Renal cell carcinoma is among the top 15 most commonly diagnosed cancers worldwide, comprising multiple sub-histologies with distinct genomic, proteomic, and clinicopathological features. Proteomic methodologies enable the detection and quantitation of protein profiles associated with the disease state and have been explored to delineate the dysregulated cellular processes associated with renal cell carcinoma. In this review we highlight the reports that employed proteomic technologies to characterize tissue, blood, and urine samples obtained from renal cell carcinoma patients. We describe the proteomic approaches utilized and relate the results of studies in the larger context of renal cell carcinoma biology.
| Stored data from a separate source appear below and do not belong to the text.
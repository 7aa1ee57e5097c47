use crate::utils::u256_decimal;
use alloy_primitives::{Address, Bytes, B256, U256};
use serde::{Deserialize, Serialize};

// Lifecycle of a transaction as seen by viewers. Only ever moves forward:
// pending -> confirmed -> success | failed
#[derive(Debug, Clone, Copy, PartialEq, Eq, Serialize, Deserialize)]
#[serde(rename_all = "lowercase")]
pub enum TxStatus {
    Pending,
    Confirmed,
    Success,
    Failed,
}

impl TxStatus {
    fn rank(self) -> u8 {
        match self {
            TxStatus::Pending => 0,
            TxStatus::Confirmed => 1,
            TxStatus::Success | TxStatus::Failed => 2,
        }
    }

    // Applies an observed status without ever regressing; a settled outcome is final
    pub fn advance(self, observed: TxStatus) -> TxStatus {
        if observed.rank() > self.rank() {
            observed
        } else {
            self
        }
    }
}

#[derive(Debug, Clone, PartialEq, Eq, Serialize, Deserialize)]
#[serde(rename_all = "camelCase")]
pub struct LogRecord {
    pub address: Address,
    pub topics: Vec<B256>,
    pub data: Bytes,
}

#[derive(Debug, Clone, PartialEq, Eq, Serialize, Deserialize)]
#[serde(rename_all = "camelCase")]
pub struct ReceiptRecord {
    pub transaction_hash: B256,
    pub status: bool,
    pub gas_used: u64,
    pub logs: Vec<LogRecord>,
    pub contract_address: Option<Address>,
    pub block_number: Option<u64>,
}

#[derive(Debug, Clone, PartialEq, Eq, Serialize, Deserialize)]
#[serde(rename_all = "camelCase")]
pub struct TransactionRecord {
    pub hash: B256,
    pub nonce: u64,
    pub block_hash: Option<B256>,
    pub block_number: Option<u64>,
    pub transaction_index: Option<u64>,
    pub from: Address,
    pub to: Option<Address>,
    #[serde(with = "u256_decimal")]
    pub value: U256,
    #[serde(with = "u256_decimal")]
    pub gas_price: U256,
    pub gas: u64,
    #[serde(default)]
    pub input: Bytes,
    pub status: TxStatus,
    #[serde(default, skip_serializing_if = "Option::is_none")]
    pub timestamp: Option<u64>,
    #[serde(default, skip_serializing_if = "Option::is_none")]
    pub gas_used: Option<u64>,
    #[serde(default, skip_serializing_if = "Option::is_none")]
    pub logs: Option<Vec<LogRecord>>,
    #[serde(default, skip_serializing_if = "Option::is_none")]
    pub contract_address: Option<Address>,
}

impl TransactionRecord {
    pub fn is_contract_creation(&self) -> bool {
        self.to.is_none()
    }

    pub fn touches(&self, address: &Address) -> bool {
        self.from == *address || self.to.as_ref() == Some(address)
    }

    // Upper bound on the fee: gas limit times gas price
    pub fn max_fee(&self) -> U256 {
        U256::from(self.gas).saturating_mul(self.gas_price)
    }

    // Merges the execution outcome into the record. Execution fields come only from the receipt
    pub fn confirm(mut self, receipt: &ReceiptRecord) -> TransactionRecord {
        let outcome = if receipt.status { TxStatus::Success } else { TxStatus::Failed };
        self.status = self.status.advance(outcome);
        self.gas_used = Some(receipt.gas_used);
        self.logs = Some(receipt.logs.clone());
        self.contract_address = receipt.contract_address;
        if self.block_number.is_none() {
            self.block_number = receipt.block_number;
        }
        self
    }
}

// Full objects when fetched with transactions, bare hashes otherwise
#[derive(Debug, Clone, PartialEq, Eq, Serialize, Deserialize)]
#[serde(untagged)]
pub enum BlockTransactions {
    Full(Vec<TransactionRecord>),
    Hashes(Vec<B256>),
}

impl BlockTransactions {
    pub fn len(&self) -> usize {
        match self {
            BlockTransactions::Full(txs) => txs.len(),
            BlockTransactions::Hashes(hashes) => hashes.len(),
        }
    }

    pub fn is_empty(&self) -> bool {
        self.len() == 0
    }

    pub fn full(&self) -> &[TransactionRecord] {
        match self {
            BlockTransactions::Full(txs) => txs,
            BlockTransactions::Hashes(_) => &[],
        }
    }
}

impl Default for BlockTransactions {
    fn default() -> Self {
        BlockTransactions::Full(Vec::new())
    }
}

#[derive(Debug, Clone, PartialEq, Eq, Serialize, Deserialize)]
#[serde(rename_all = "camelCase")]
pub struct BlockRecord {
    pub number: u64,
    pub hash: B256,
    pub parent_hash: B256,
    pub timestamp: u64,
    pub miner: Address,
    pub gas_used: u64,
    pub gas_limit: u64,
    pub size: u64,
    #[serde(default, skip_serializing_if = "Option::is_none", with = "u256_decimal::opt")]
    pub base_fee_per_gas: Option<U256>,
    pub transactions: BlockTransactions,
}

impl BlockRecord {
    // Sum of gas limit times gas price over the block's transactions
    pub fn fee_total(&self) -> U256 {
        self.transactions
            .full()
            .iter()
            .fold(U256::ZERO, |acc, tx| acc.saturating_add(tx.max_fee()))
    }
}

// Point-in-time network snapshot pushed to viewers
#[derive(Debug, Clone, PartialEq, Eq, Serialize, Deserialize)]
#[serde(rename_all = "camelCase")]
pub struct NetworkStats {
    pub latest_block_number: u64,
    pub latest_block_time: u64,
    pub gas_price: String, // gwei
    pub peer_count: u64,
    pub hashrate: u64,
}

#[derive(Debug, Clone, PartialEq, Eq, Serialize, Deserialize)]
#[serde(rename_all = "camelCase")]
pub struct SyncProgress {
    #[serde(with = "alloy_serde::quantity")]
    pub starting_block: u64,
    #[serde(with = "alloy_serde::quantity")]
    pub current_block: u64,
    #[serde(with = "alloy_serde::quantity")]
    pub highest_block: u64,
}

// eth_syncing answers `false` or a progress object
#[derive(Debug, Clone, PartialEq, Eq, Serialize, Deserialize)]
#[serde(untagged)]
pub enum SyncStatus {
    Syncing(SyncProgress),
    Idle(bool),
}

// /api/stats: the network snapshot plus node-local flags
#[derive(Debug, Clone, PartialEq, Eq, Serialize, Deserialize)]
#[serde(rename_all = "camelCase")]
pub struct NodeStatus {
    #[serde(flatten)]
    pub stats: NetworkStats,
    pub is_mining: bool,
    pub syncing: SyncStatus,
}

#[derive(Debug, Clone, PartialEq, Eq, Serialize, Deserialize)]
#[serde(rename_all = "camelCase")]
pub struct BlockDetail {
    #[serde(flatten)]
    pub block: BlockRecord,
    pub next_block_hash: Option<B256>,
    pub total_reward: String, // ether
    pub gas_utilization: String,
}

#[derive(Debug, Clone, PartialEq, Eq, Serialize, Deserialize)]
#[serde(rename_all = "camelCase")]
pub struct TransactionDetail {
    #[serde(flatten)]
    pub transaction: TransactionRecord,
    pub contract_created: Option<Address>,
    pub contract_code: Option<Bytes>,
}

#[derive(Debug, Clone, PartialEq, Eq, Serialize, Deserialize)]
#[serde(rename_all = "camelCase")]
pub struct AddressDetail {
    pub address: Address,
    pub balance: String, // ether
    pub is_contract: bool,
    pub contract_code: Option<Bytes>,
    pub transaction_count: u64,
    pub latest_transactions: Vec<TransactionRecord>,
}

#[derive(Debug, Clone, PartialEq, Eq, Serialize, Deserialize)]
#[serde(rename_all = "camelCase")]
pub struct TokenInfo {
    pub address: Address,
    pub symbol: String,
    pub decimals: u8,
}

#[derive(Debug, Clone, PartialEq, Eq, Serialize, Deserialize)]
#[serde(rename_all = "camelCase")]
pub struct TokenBalance {
    pub token: Address,
    pub owner: Address,
    #[serde(with = "u256_decimal")]
    pub balance: U256,
}

// Frames pushed to viewers as {"type": ..., "data": ...}
#[derive(Debug, Clone, PartialEq, Eq, Serialize, Deserialize)]
#[serde(tag = "type", content = "data", rename_all = "camelCase")]
pub enum ServerMessage {
    NetworkStats(NetworkStats),
    NewBlock(BlockRecord),
    NewTransaction(TransactionRecord),
    TransactionConfirmed(TransactionRecord),
}

impl ServerMessage {
    pub fn kind(&self) -> &'static str {
        match self {
            ServerMessage::NetworkStats(_) => "networkStats",
            ServerMessage::NewBlock(_) => "newBlock",
            ServerMessage::NewTransaction(_) => "newTransaction",
            ServerMessage::TransactionConfirmed(_) => "transactionConfirmed",
        }
    }

    pub fn is_transaction(&self) -> bool {
        matches!(self, ServerMessage::NewTransaction(_) | ServerMessage::TransactionConfirmed(_))
    }
}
Moreover, we discuss some unmet clinical needs and how emerging proteomic approaches can seek to address them. There has been significant progress to characterize the molecular features of renal cell carcinoma; however, despite the large-scale studies that have characterized the genomic and transcriptomic profiles, curative treatments are still elusive. Proteomics facilitates a direct evaluation of the functional modules that drive pathobiology, and the resulting protein profiles would have applications in diagnostics, patient stratification, and identification of novel therapeutic interventions.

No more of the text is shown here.